=== Directions ===
The answer must be every line from the entries below that includes "RequestError".

=== Records from a data collection ===
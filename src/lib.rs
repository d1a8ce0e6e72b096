//! Data-center renewable transition planner.
//!
//! Sizes on-site solar, wind, and storage for a facility, forecasts its
//! weather-driven PUE, compares ownership with a virtual PPA, and
//! quantifies risk with a Monte Carlo sensitivity analysis.

pub mod cli;
pub mod config;
pub mod error;
pub mod finance;
pub mod io;
pub mod optimizer;
/// Stage orchestration and the aggregate result.
pub mod pipeline;
pub mod pue;
pub mod request;
pub mod resource;
pub mod sensitivity;
//! Error types shared across the pipeline stages.

use std::fmt;

use serde::Serialize;
use thiserror::Error;

use crate::pipeline::TransitionError;

/// A single field-level validation failure.
///
/// Used both for request validation and for configuration validation.
#[derive(Debug, Clone, PartialEq, Serialize)]
pub struct ValidationError {
    /// Dotted field path (e.g., `"constraints.budget"`).
    pub field: String,
    /// Human-readable constraint description.
    pub message: String,
}

impl ValidationError {
    pub fn new(field: impl Into<String>, message: impl Into<String>) -> Self {
        Self {
            field: field.into(),
            message: message.into(),
        }
    }
}

impl fmt::Display for ValidationError {
    fn fmt(&self, f: &mut fmt::Formatter<'_>) -> fmt::Result {
        write!(f, "{}: {}", self.field, self.message)
    }
}

impl std::error::Error for ValidationError {}

/// Errors raised before any pipeline stage runs.
#[derive(Error, Debug)]
pub enum RequestError {
    #[error("invalid request ({} problem(s)): {}", .0.len(), join(.0))]
    Invalid(Vec<ValidationError>),
    #[error("malformed request JSON: {0}")]
    Json(#[from] serde_json::Error),
    #[error("cannot read request \"{path}\": {source}")]
    Io {
        path: String,
        #[source]
        source: std::io::Error,
    },
    #[error("unknown preset \"{name}\", available: {available}")]
    UnknownPreset { name: String, available: String },
}

fn join(errors: &[ValidationError]) -> String {
    errors
        .iter()
        .map(ToString::to_string)
        .collect::<Vec<_>>()
        .join("; ")
}

/// Failures of the external weather source.
#[derive(Error, Debug)]
pub enum ResourceError {
    #[error("connection error: {0}")]
    Connection(String),
    #[error("request timed out")]
    Timeout,
    #[error("unexpected HTTP status {0}")]
    Status(u16),
    #[error("parse error: {0}")]
    Parse(String),
    #[error("malformed response: {0}")]
    Malformed(String),
    #[error("solar and wind channels are absent or uniformly zero")]
    EmptyChannels,
    #[error("no external source configured")]
    Offline,
}

impl From<reqwest::Error> for ResourceError {
    fn from(err: reqwest::Error) -> Self {
        if err.is_timeout() {
            Self::Timeout
        } else if let Some(status) = err.status() {
            Self::Status(status.as_u16())
        } else if err.is_decode() {
            Self::Parse(err.to_string())
        } else {
            Self::Connection(err.to_string())
        }
    }
}

/// Cache backend failures. Always swallowed by callers.
#[derive(Error, Debug)]
pub enum CacheError {
    #[error("cache backend unavailable: {0}")]
    Unavailable(String),
    #[error("cached value could not be decoded: {0}")]
    Decode(#[from] serde_json::Error),
}

/// Failures raised inside a pipeline stage.
#[derive(Error, Debug, Clone, PartialEq)]
pub enum StageError {
    #[error("malformed intermediate data: {0}")]
    MalformedData(String),
    #[error("numeric domain violation: {what} = {value}")]
    NumericDomain { what: &'static str, value: f64 },
    #[error("VPPA analysis failed: {0}")]
    Vppa(String),
    #[error("no Monte Carlo trial produced a finite outcome")]
    NoFiniteTrials,
    #[error("upstream data degraded: {0}")]
    Degraded(String),
    #[error("optimization infeasible: {0}")]
    Infeasible(String),
}

impl StageError {
    /// Whether the pipeline may continue past this error.
    pub fn is_recoverable(&self) -> bool {
        match self {
            Self::MalformedData(_) | Self::NumericDomain { .. } => false,
            Self::Vppa(_) | Self::NoFiniteTrials | Self::Degraded(_) | Self::Infeasible(_) => true,
        }
    }
}

/// Returns `value` if finite, otherwise a [`StageError::NumericDomain`].
pub(crate) fn ensure_finite(what: &'static str, value: f64) -> Result<f64, StageError> {
    if value.is_finite() {
        Ok(value)
    } else {
        Err(StageError::NumericDomain { what, value })
    }
}

/// Failures that stop a pipeline run from producing a result.
#[derive(Error, Debug)]
pub enum PipelineError {
    #[error(transparent)]
    Request(#[from] RequestError),
    #[error(transparent)]
    Transition(#[from] TransitionError),
}

/// CSV/JSON export failures.
#[derive(Error, Debug)]
pub enum ExportError {
    #[error("I/O error: {0}")]
    Io(#[from] std::io::Error),
    #[error("CSV error: {0}")]
    Csv(#[from] csv::Error),
    #[error("JSON error: {0}")]
    Json(#[from] serde_json::Error),
}

#[cfg(test)]
mod tests {
    use super::*;

    #[test]
    fn numeric_and_malformed_errors_are_fatal() {
        assert!(!StageError::MalformedData("x".into()).is_recoverable());
        assert!(
            !StageError::NumericDomain {
                what: "npv",
                value: f64::NAN
            }
            .is_recoverable()
        );
        assert!(StageError::Vppa("x".into()).is_recoverable());
        assert!(StageError::NoFiniteTrials.is_recoverable());
    }

    #[test]
    fn ensure_finite_rejects_infinity() {
        assert_eq!(ensure_finite("x", 2.0), Ok(2.0));
        assert!(matches!(
            ensure_finite("savings", f64::INFINITY),
            Err(StageError::NumericDomain {
                what: "savings",
                ..
            })
        ));
    }

    #[test]
    fn invalid_request_lists_every_field() {
        let err = RequestError::Invalid(vec![
            ValidationError::new("constraints.budget", "must be > 0"),
            ValidationError::new("coordinates.latitude", "must be within [-90, 90]"),
        ]);
        let msg = err.to_string();
        assert!(msg.contains("2 problem(s)"));
        assert!(msg.contains("constraints.budget: must be > 0"));
        assert!(msg.contains("coordinates.latitude"));
    }
}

=== Answer ===
pub enum RequestError {
    Request(#[from] RequestError),
        let err = RequestError::Invalid(vec![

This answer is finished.